Each row: one data point.
Each column: one feature.
Matrix multiplication is used heavily in neural networks and linear models.

# Design matrix X and parameter vector w
X = np.array([
    [1, 2],
    [3, 4],
    [5, 6]
])                              # shape: (3, 2)

w = np.array([0.1, 0.5])        # shape: (2,)
b = 0.3                         # bias term

# Linear model: y = Xw + b
y = X @ w + b                   # "@" is matrix multiplication in Python

print("X shape:", X.shape)
print("w shape:", w.shape)
print("Predictions y:", y)

Eigenvalues, Eigenvectors & SVD (Intuition)

Many dimensionality reduction techniques such as PCA rely on eigenvalues and singular values.

Eigenvectors indicate important directions in the data.
Eigenvalues tell you how much variance lies along each direction.
SVD factorizes a matrix into \(U \Sigma V^T\) and is used under the hood in PCA.

# Covariance matrix example
X = np.array([[2.5, 2.4],
              [0.5, 0.7],
              [2.2, 2.9],
              [1.9, 2.2],
              [3.1, 3.0]])

X_centered = X - X.mean(axis=0)
cov = np.cov(X_centered, rowvar=False)

eig_vals, eig_vecs = np.linalg.eig(cov)

print("Covariance matrix:\n", cov)
print("Eigenvalues:", eig_vals)
print("Eigenvectors:\n", eig_vecs)

# SVD
U, S, Vt = np.linalg.svd(X_centered)
print("Singular values:", S)

In practice, libraries like scikit-learn hide these details, but understanding the Linear Algebra behind them helps you debug, tune and explain models better.

Calculus Essentials for Machine Learning

Derivatives & Slopes

The derivative of a function measures how fast it changes. Intuitively, it is the slope of the tangent line at a point. In Machine Learning, we use derivatives to see how the loss changes when we change the parameters.

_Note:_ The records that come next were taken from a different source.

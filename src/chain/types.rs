//! On-Chain Record Types
//!
//! Rust views of the records the deployed contracts store. The lifecycle
//! state machines live entirely on-chain; these types only decode and
//! display what the contracts return.

use ethers::types::{Address, U256};
use serde::{Deserialize, Serialize};

use super::error::ChainError;

/// Lifecycle state of a registered property
#[derive(Debug, Clone, Copy, PartialEq, Eq, Serialize, Deserialize)]
#[serde(rename_all = "snake_case")]
pub enum PropertyState {
    /// Registered, waiting for an inspection to be scheduled
    Created,
    /// Inspection scheduled by a revenue employee
    Scheduled,
    /// Verified by the land inspector
    Verified,
    /// Rejected by the land inspector (see rejection reason)
    Rejected,
    /// Listed on the marketplace
    OnSale,
    /// Purchased; ownership transferred
    Bought,
    /// Sale accepted, payment pending
    SalePending,
}

impl TryFrom<u8> for PropertyState {
    type Error = ChainError;

    fn try_from(value: u8) -> Result<Self, Self::Error> {
        match value {
            0 => Ok(Self::Created),
            1 => Ok(Self::Scheduled),
            2 => Ok(Self::Verified),
            3 => Ok(Self::Rejected),
            4 => Ok(Self::OnSale),
            5 => Ok(Self::Bought),
            6 => Ok(Self::SalePending),
            other => Err(ChainError::Decode(format!(
                "unknown property state {other}"
            ))),
        }
    }
}

impl std::fmt::Display for PropertyState {
    fn fmt(&self, f: &mut std::fmt::Formatter<'_>) -> std::fmt::Result {
        let s = match self {
            Self::Created => "created",
            Self::Scheduled => "scheduled",
            Self::Verified => "verified",
            Self::Rejected => "rejected",
            Self::OnSale => "on_sale",
            Self::Bought => "bought",
            Self::SalePending => "sale_pending",
        };
        write!(f, "{s}")
    }
}

/// State of a marketplace sale
#[derive(Debug, Clone, Copy, PartialEq, Eq, Serialize, Deserialize)]
#[serde(rename_all = "snake_case")]
pub enum SaleState {
    /// Open for purchase requests
    Active,
    /// Seller accepted a buyer; payment deadline running
    AcceptedToBuyer,
    /// Cancelled by the seller
    Cancelled,
    /// Payment completed, ownership transferred
    Success,
}

impl TryFrom<u8> for SaleState {
    type Error = ChainError;

    fn try_from(value: u8) -> Result<Self, Self::Error> {
        match value {
            0 => Ok(Self::Active),
            1 => Ok(Self::AcceptedToBuyer),
            2 => Ok(Self::Cancelled),
            3 => Ok(Self::Success),
            other => Err(ChainError::Decode(format!("unknown sale state {other}"))),
        }
    }
}

/// State of a buyer's purchase request against a sale
#[derive(Debug, Clone, Copy, PartialEq, Eq, Serialize, Deserialize)]
#[serde(rename_all = "snake_case")]
pub enum RequestState {
    /// Submitted, awaiting seller action
    Sent,
    /// Withdrawn by the buyer
    Cancelled,
    /// Accepted by the seller
    Accepted,
    /// Rejected by the seller
    Rejected,
    /// Re-submitted after a rejection
    ReRequested,
    /// Payment done, property transferred
    Transferred,
}

impl RequestState {
    /// A request still counts toward bid ranking unless the buyer
    /// withdrew it or the seller turned it down.
    pub fn is_active_offer(&self) -> bool {
        !matches!(self, Self::Cancelled | Self::Rejected)
    }
}

impl TryFrom<u8> for RequestState {
    type Error = ChainError;

    fn try_from(value: u8) -> Result<Self, Self::Error> {
        match value {
            0 => Ok(Self::Sent),
            1 => Ok(Self::Cancelled),
            2 => Ok(Self::Accepted),
            3 => Ok(Self::Rejected),
            4 => Ok(Self::ReRequested),
            5 => Ok(Self::Transferred),
            other => Err(ChainError::Decode(format!(
                "unknown request state {other}"
            ))),
        }
    }
}

/// On-chain property record
#[derive(Debug, Clone, Serialize, Deserialize)]
pub struct Property {
    pub id: u64,
    /// Area in square metres
    pub area: u64,
    /// Village/taluk location identifier assigned by the registry
    pub location_id: u64,
    /// Revenue department the property reports to
    pub revenue_department_id: u64,
    /// Government survey number
    pub survey_number: String,
    /// Current owner wallet
    pub owner: Address,
    /// Asking/market value in wei
    pub market_value: U256,
    /// CID of the pinned property documents
    pub document_cid: String,
    pub state: PropertyState,
    /// Populated only when state == Rejected
    pub rejection_reason: String,
}

/// Raw tuple layout of `getProperty` as the deployed contract returns it.
/// State enums arrive as uint8 on the wire but decode through `U256`.
pub type PropertyTuple = (
    U256,    // id
    U256,    // area
    U256,    // locationId
    U256,    // revenueDeptId
    String,  // surveyNumber
    Address, // owner
    U256,    // marketValue
    String,  // docCid
    U256,    // state
    String,  // rejectionReason
);

/// Narrow an on-chain enum value to a state byte
fn state_byte(value: U256) -> Result<u8, ChainError> {
    if value > U256::from(u8::MAX) {
        return Err(ChainError::Decode(format!("state value {value} out of range")));
    }
    Ok(value.low_u64() as u8)
}

impl TryFrom<PropertyTuple> for Property {
    type Error = ChainError;

    fn try_from(t: PropertyTuple) -> Result<Self, Self::Error> {
        Ok(Self {
            id: t.0.as_u64(),
            area: t.1.as_u64(),
            location_id: t.2.as_u64(),
            revenue_department_id: t.3.as_u64(),
            survey_number: t.4,
            owner: t.5,
            market_value: t.6,
            document_cid: t.7,
            state: PropertyState::try_from(state_byte(t.8)?)?,
            rejection_reason: t.9,
        })
    }
}

/// On-chain sale listing
#[derive(Debug, Clone, Serialize, Deserialize)]
pub struct Sale {
    pub id: u64,
    pub property_id: u64,
    pub seller: Address,
    /// Asking price in wei
    pub price: U256,
    /// Zero address until a request is accepted
    pub accepted_buyer: Address,
    pub accepted_price: U256,
    /// Unix seconds; zero until a request is accepted
    pub payment_deadline: u64,
    pub state: SaleState,
}

/// Raw tuple layout of `getSale`.
pub type SaleTuple = (U256, U256, Address, U256, Address, U256, U256, U256);

impl TryFrom<SaleTuple> for Sale {
    type Error = ChainError;

    fn try_from(t: SaleTuple) -> Result<Self, Self::Error> {
        Ok(Self {
            id: t.0.as_u64(),
            property_id: t.1.as_u64(),
            seller: t.2,
            price: t.3,
            accepted_buyer: t.4,
            accepted_price: t.5,
            payment_deadline: t.6.as_u64(),
            state: SaleState::try_from(state_byte(t.7)?)?,
        })
    }
}

/// A buyer's purchase request (bid) against a sale
#[derive(Debug, Clone, Serialize, Deserialize)]
pub struct PurchaseRequest {
    pub id: u64,
    pub sale_id: u64,
    pub buyer: Address,
    /// Offered price in wei
    pub price: U256,
    pub state: RequestState,
}

/// Raw tuple layout of `getRequest`.
pub type RequestTuple = (U256, U256, Address, U256, U256);

impl TryFrom<RequestTuple> for PurchaseRequest {
    type Error = ChainError;

    fn try_from(t: RequestTuple) -> Result<Self, Self::Error> {
        Ok(Self {
            id: t.0.as_u64(),
            sale_id: t.1.as_u64(),
            buyer: t.2,
            price: t.3,
            state: RequestState::try_from(state_byte(t.4)?)?,
        })
    }
}

/// Outcome of a submitted transaction
#[derive(Debug, Clone, Serialize)]
pub struct TxOutcome {
    /// Transaction hash as 0x-prefixed hex
    pub tx_hash: String,
    /// Block the transaction was mined in
    pub block_number: Option<u64>,
    /// Gas actually used
    pub gas_used: Option<u64>,
}

#[cfg(test)]
mod tests {
    use super::*;

    #[test]
    fn property_state_round_trip() {
        for v in 0u8..=6 {
            let state = PropertyState::try_from(v).unwrap();
            // Display strings stay stable; dashboards key off them
            assert!(!state.to_string().is_empty());
        }
        assert!(PropertyState::try_from(7).is_err());
    }

    #[test]
    fn request_state_active_offer() {
        assert!(RequestState::Sent.is_active_offer());
        assert!(RequestState::ReRequested.is_active_offer());
        assert!(RequestState::Accepted.is_active_offer());
        assert!(!RequestState::Cancelled.is_active_offer());
        assert!(!RequestState::Rejected.is_active_offer());
    }

    #[test]
    fn property_tuple_decodes() {
        let owner = Address::random();
        let t: PropertyTuple = (
            U256::from(7),
            U256::from(1200),
            U256::from(3),
            U256::from(12),
            "SRV-1024/4".to_string(),
            owner,
            U256::from(5_000_000u64),
            "bafybeidocs".to_string(),
            U256::from(2),
            String::new(),
        );

        let p = Property::try_from(t).unwrap();
        assert_eq!(p.id, 7);
        assert_eq!(p.survey_number, "SRV-1024/4");
        assert_eq!(p.owner, owner);
        assert_eq!(p.state, PropertyState::Verified);
    }

    #[test]
    fn bad_state_is_decode_error() {
        let t: SaleTuple = (
            U256::one(),
            U256::one(),
            Address::zero(),
            U256::zero(),
            Address::zero(),
            U256::zero(),
            U256::zero(),
            U256::from(99),
        );
        assert!(matches!(Sale::try_from(t), Err(ChainError::Decode(_))));

        let oversized = state_byte(U256::from(1_000));
        assert!(oversized.is_err());
    }
}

For \(f(x) = x^2\), the derivative is \(f'(x) = 2x\).
For \(f(x) = wx + b\), the derivative w.r.t \(w\) is \(x\).
The derivative tells us the direction to move to reduce the loss.

import numpy as np

def f(x):
    return x**2

def numerical_derivative(func, x, eps=1e-5):
    return (func(x + eps) - func(x - eps)) / (2 * eps)

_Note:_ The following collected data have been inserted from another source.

#[cfg(test)]
mod tests {
    use super::*;
    use crate::chain::{ChainClient, ChainConfig, LandRegistry, Marketplace, UserRegistry};
    use crate::chat::{ChatStore, ChatSyncConfig, ChatSyncManager};
    use crate::geocode::{GeocodeClient, GeocodeConfig};
    use crate::pinning::{GatewayClient, GatewayConfig};
    use crate::websocket::{ConnectionHub, HubConfig};
    use axum::{
        body::Body,
        http::{Request, StatusCode},
    };
    use std::time::Instant;
    use tower::util::ServiceExt;

    // A deployed-contract address from a local dev chain; never dialed in
    // these tests, requests stop at validation or the local store.
    const CONTRACT: &str = "0x5FbDB2315678afecb367f032d93F642f64180aa3";
    const ADMIN: &str = "0x52908400098527886E0F7030069857D2E4169EE7";

    async fn create_test_app() -> Router {
        let chain_config = ChainConfig {
            registry_address: CONTRACT.to_string(),
            market_address: CONTRACT.to_string(),
            users_address: CONTRACT.to_string(),
            admin_address: ADMIN.to_string(),
            ..Default::default()
        };

        let chain = Arc::new(ChainClient::connect(&chain_config).await.unwrap());
        let registry =
            Arc::new(LandRegistry::new(Arc::clone(&chain), &chain_config.registry_address).unwrap());
        let market =
            Arc::new(Marketplace::new(Arc::clone(&chain), &chain_config.market_address).unwrap());
        let users =
            Arc::new(UserRegistry::new(Arc::clone(&chain), &chain_config.users_address).unwrap());

        let store = Arc::new(ChatStore::in_memory().unwrap());
        let chat = Arc::new(ChatSyncManager::new(
            store,
            None,
            None,
            None,
            ChatSyncConfig::default(),
        ));

        let state = AppState {
            chain,
            registry,
            market,
            users,
            pinning: None,
            gateway: Arc::new(GatewayClient::new(GatewayConfig::default()).unwrap()),
            geocode: Arc::new(GeocodeClient::new(GeocodeConfig::default()).unwrap()),
            chat,
            ws_hub: Arc::new(ConnectionHub::new(HubConfig::default())),
            config: Arc::new(ApiConfig::default()),
            start_time: Instant::now(),
        };

        build_router(state)
    }

    #[tokio::test]
    async fn test_health_live() {
        let app = create_test_app().await;

        let response = app
            .oneshot(
                Request::builder()
                    .uri("/health/live")
                    .body(Body::empty())
                    .unwrap(),
            )
            .await
            .unwrap();

        assert_eq!(response.status(), StatusCode::OK);
    }

    #[tokio::test]
    async fn test_roles_rejects_bad_address() {
        let app = create_test_app().await;

        let response = app
            .oneshot(
                Request::builder()
                    .uri("/api/v1/roles/not-an-address")
                    .body(Body::empty())
                    .unwrap(),
            )
            .await
            .unwrap();

        assert_eq!(response.status(), StatusCode::BAD_REQUEST);
    }

    #[tokio::test]
    async fn test_chat_send_and_fetch() {
        let app = create_test_app().await;

        let response = app
            .clone()
            .oneshot(
                Request::builder()
                    .method("POST")
                    .uri("/api/v1/chat")
                    .header("Content-Type", "application/json")
                    .body(Body::from(format!(
                        r#"{{"from": "{ADMIN}", "to": "{CONTRACT}", "content": "hello"}}"#
                    )))
                    .unwrap(),
            )
            .await
            .unwrap();

        assert_eq!(response.status(), StatusCode::CREATED);

        let response = app
            .oneshot(
                Request::builder()
                    .uri(format!("/api/v1/chat/{ADMIN}/{CONTRACT}"))
                    .body(Body::empty())
                    .unwrap(),
            )
            .await
            .unwrap();

        assert_eq!(response.status(), StatusCode::OK);
        let body = axum::body::to_bytes(response.into_body(), usize::MAX)
            .await
            .unwrap();
        let json: serde_json::Value = serde_json::from_slice(&body).unwrap();
        assert_eq!(json["messages"].as_array().unwrap().len(), 1);
        assert_eq!(json["messages"][0]["content"], "hello");
    }

    #[tokio::test]
    async fn test_chat_rejects_empty_content() {
        let app = create_test_app().await;

        let response = app
            .oneshot(
                Request::builder()
                    .method("POST")
                    .uri("/api/v1/chat")
                    .header("Content-Type", "application/json")
                    .body(Body::from(format!(
                        r#"{{"from": "{ADMIN}", "to": "{CONTRACT}", "content": "  "}}"#
                    )))
                    .unwrap(),
            )
            .await
            .unwrap();

        assert_eq!(response.status(), StatusCode::BAD_REQUEST);
    }

    #[tokio::test]
    async fn test_chat_rejects_self_message() {
        let app = create_test_app().await;

        let response = app
            .oneshot(
                Request::builder()
                    .method("POST")
                    .uri("/api/v1/chat")
                    .header("Content-Type", "application/json")
                    .body(Body::from(format!(
                        r#"{{"from": "{ADMIN}", "to": "{ADMIN}", "content": "hi me"}}"#
                    )))
                    .unwrap(),
            )
            .await
            .unwrap();

        assert_eq!(response.status(), StatusCode::BAD_REQUEST);
    }

    #[tokio::test]
    async fn test_inbox_empty_for_new_user() {
        let app = create_test_app().await;

        let response = app
            .oneshot(
                Request::builder()
                    .uri(format!("/api/v1/inbox/{ADMIN}"))
                    .body(Body::empty())
                    .unwrap(),
            )
            .await
            .unwrap();

        assert_eq!(response.status(), StatusCode::OK);
        let body = axum::body::to_bytes(response.into_body(), usize::MAX)
            .await
            .unwrap();
        let json: serde_json::Value = serde_json::from_slice(&body).unwrap();
        assert!(json.as_array().unwrap().is_empty());
    }

    #[tokio::test]
    async fn test_chat_status_reports_connecting() {
        let app = create_test_app().await;

        let response = app
            .oneshot(
                Request::builder()
                    .uri("/api/v1/chat/status")
                    .body(Body::empty())
                    .unwrap(),
            )
            .await
            .unwrap();

        assert_eq!(response.status(), StatusCode::OK);
        let body = axum::body::to_bytes(response.into_body(), usize::MAX)
            .await
            .unwrap();
        let json: serde_json::Value = serde_json::from_slice(&body).unwrap();
        assert_eq!(json["status"], "connecting");
    }

    #[tokio::test]
    async fn test_pin_proxy_unavailable_without_credential() {
        let app = create_test_app().await;

        let response = app
            .oneshot(
                Request::builder()
                    .method("POST")
                    .uri("/api/v1/pin/json")
                    .header("Content-Type", "application/json")
                    .body(Body::from(r#"{"name": "test", "content": {"k": "v"}}"#))
                    .unwrap(),
            )
            .await
            .unwrap();

        assert_eq!(response.status(), StatusCode::SERVICE_UNAVAILABLE);
    }

    #[tokio::test]
    async fn test_sale_bid_rejects_zero_price() {
        let app = create_test_app().await;

        let response = app
            .oneshot(
                Request::builder()
                    .method("POST")
                    .uri("/api/v1/sales/1/requests")
                    .header("Content-Type", "application/json")
                    .body(Body::from(r#"{"price": "0"}"#))
                    .unwrap(),
            )
            .await
            .unwrap();

        assert_eq!(response.status(), StatusCode::BAD_REQUEST);
    }

    #[tokio::test]
    async fn test_geocode_rejects_empty_query() {
        let app = create_test_app().await;

        let response = app
            .oneshot(
                Request::builder()
                    .uri("/api/v1/geocode?q=")
                    .body(Body::empty())
                    .unwrap(),
            )
            .await
            .unwrap();

        assert_eq!(response.status(), StatusCode::BAD_REQUEST);
    }

    #[tokio::test]
    async fn test_profile_rejects_invalid_pan() {
        let app = create_test_app().await;

        let response = app
            .oneshot(
                Request::builder()
                    .method("POST")
                    .uri("/api/v1/users")
                    .header("Content-Type", "application/json")
                    .body(Body::from(
                        r#"{"name": "Asha", "pan": "nope", "aadhaar": "123412341234", "mobile": "9876543210"}"#,
                    ))
                    .unwrap(),
            )
            .await
            .unwrap();

        assert_eq!(response.status(), StatusCode::BAD_REQUEST);
    }
}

xs = np.linspace(-3, 3, 7)
for x in xs:
    print(f"x={x: .1f}, f(x)={f(x): .2f}, approx f'(x)={numerical_derivative(f, x): .2f}")

Gradients & Multivariate Functions

For functions with many parameters, we use a gradient, which is a vector of partial derivatives. It tells us how the function changes with respect to each parameter.

import numpy as np

def loss(w):
    # Simple quadratic loss: L(w1, w2) = w1^2 + 2*w2^2
    return w[0]**2 + 2 * w[1]**2

def grad_loss(w, eps=1e-5):
    g = np.zeros_like(w, dtype=float)
    for i in range(len(w)):
        w_pos = w.copy()
        w_neg = w.copy()
        w_pos[i] += eps
        w_neg[i] -= eps
        g[i] = (loss(w_pos) - loss(w_neg)) / (2 * eps)
    return g

w = np.array([1.0, -2.0])
print("w:", w)
print("loss(w):", loss(w))
print("grad L(w):", grad_loss(w))

Gradient Descent (Optimization)

Gradient Descent is an iterative optimization algorithm. At each step we move in the opposite direction of the gradient to reduce the loss.

# Simple gradient descent on a 1D function
def f(x):
    return x**2

def f_prime(x):
    return 2 * x

x = 5.0
lr = 0.1

for step in range(10):
    grad = f_prime(x)
    x = x - lr * grad
    print(f"step={step:02d}, x={x:.4f}, f(x)={f(x):.4f}")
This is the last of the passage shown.